After the game report, when you can tear your eyes away from it, there may come some ‘press’, which to the newcomer is the most baffling thing of all. What, you may well ask, is all this aimless fantasizing, sometimes loosely connected with the game, but more often not? There is no answer to this. If you enjoy writing press, you’ll enjoy reading it too; if not, you’ll just stay baffled. Press can be used as a tactical weapon — e.g. an appeal to the other countries to rescue you from a nasty spot in their own interests but more often it is just fun.

Having finished adjudicating all his games, and typed up such other articles, letters, press and assorted news items as he feels like publishing, the GM gets down to the unenjoyable part of his job; printing the thing, stapling it, stamping, addressing and mailing it. At times like this, I can tell you with authority, he feels he must be completely out of his mind — why is he doing all this extremely hard work, this long boring slog, for no financial return and little thanks? The answer to this, as my old friend John Piggott never tires of telling anyone who will listen, is, ‘for the good of his own little ego’. Well, maybe. But it is easy to understand how an occasional issue is delayed, and sometimes even never appears at all. Do not expect ruthless professional efficiency from this amateur hobby — you are entitled to expect reasonable service, but your GM is not an automaton. A little show of interest from you every now and then will help to keep him delivering the goods.
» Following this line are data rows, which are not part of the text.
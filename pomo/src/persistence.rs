use crate::app::App;
use anyhow::Result;
use directories::ProjectDirs;
use std::fs;
use std::path::{Path, PathBuf};

pub struct Persistence;

impl Persistence {
    pub fn data_dir() -> Result<PathBuf> {
        let proj_dirs = ProjectDirs::from("com", "pabloagn", "pomo")
            .ok_or_else(|| anyhow::anyhow!("Could not determine data directory"))?;

        let data_dir = proj_dirs.data_dir();
        fs::create_dir_all(data_dir)?;

        Ok(data_dir.to_path_buf())
    }

    fn state_path() -> Result<PathBuf> {
        Ok(Self::data_dir()?.join("state.json"))
    }

    pub fn update_state_path() -> Result<PathBuf> {
        Ok(Self::data_dir()?.join("update.json"))
    }

    pub fn log_path() -> Result<PathBuf> {
        Ok(Self::data_dir()?.join("pomo.log"))
    }

    pub fn save(app: &App) -> Result<()> {
        Self::save_to(app, &Self::state_path()?)
    }

    pub fn load() -> Result<Option<App>> {
        Self::load_from(&Self::state_path()?)
    }

    pub fn save_to(app: &App, path: &Path) -> Result<()> {
        let json = serde_json::to_string_pretty(app)?;
        fs::write(path, json)?;
        Ok(())
    }

    pub fn load_from(path: &Path) -> Result<Option<App>> {
        if !path.exists() {
            return Ok(None);
        }

        let json = fs::read_to_string(path)?;
        let app: App = serde_json::from_str(&json)?;
        Ok(Some(app))
    }
}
You will find a very wide choice of zines available — numbers fluctuate, but there are usually about thirty in production in Britain alone, with many more in America and a few elsewhere. In such an ephemeral field it is unsafe to give a complete list, which would be out-of-date before I’d finished typing it; at the end of this book you will find the names and addresses of a few of the best-known British zine editors, who give an impression of lasting longer than most. Do not get the idea that these are the only ones worth bothering with — they aren’t. But they are the best and most reliable at the time of writing.